Sin embargo, debo admitirlo: no me arrepiento. Con Andrés me siento bien, segura, en paz. El vino desató mi lengua y me permitió vivir mis deseos más escondidos. Miro alrededor buscando mi ropa. Está esparcida por el suelo. Intento levantarme sin despertarlo, pero al deslizarme bajo su brazo pierdo el equilibrio y caigo al suelo. Mi fuga termina en un estrépito vergonzoso. Andrés se incorpora de golpe.
— ¿Mariana? ¿Qué pasa?
Estoy en el suelo, con el pelo cubriéndome la cara. Lo aparto, agarro la manta y la tiro hacia mí para cubrirme. La manta se desliza lentamente por su cuerpo, dejándolo al descubierto. Me aferro a ella contra el pecho, sin atreverme a moverme.
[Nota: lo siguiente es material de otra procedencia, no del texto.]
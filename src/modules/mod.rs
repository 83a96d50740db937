//! Infrastructure adapters that sit outside the feature layer

pub mod storage;
pub mod user_handler;

pub use user_handler::*;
Un solo gesto y él quedará completamente desnudo frente a mí. Pero parece no importarle en lo más mínimo. Entrecierra los ojos con sospecha.
— ¿Qué estás haciendo?
— ¿Yo? —repito, fingiendo sorpresa, como si hubiera alguien más en la cabina—. Nada. Y desde luego no estoy intentando dejarte desnudo, aunque pueda parecerlo.
— En realidad, parece que estás tratando de esconderte de mí —Andrés da en el clavo. Me siento una ladrona descubierta y muerdo nerviosa mi labio.
— No, solo quiero vestirme —evito mirar su pecho musculoso.
Andrés se inclina, me toma de las manos y me hace sentar junto a él. Me acerca con suavidad.
— ¿Qué ocurre? ¿Te da vergüenza?
— ¿Tan obvio es? —pregunto, subiendo la manta hasta el cuello.
— Anoche no te daba ninguna.
— El alcohol me hizo valiente —murmuro, esquivando su mirada—. No debimos hacerlo. Nos conocemos muy poco, llevamos poco tiempo juntos… y no debí decirte que te amo.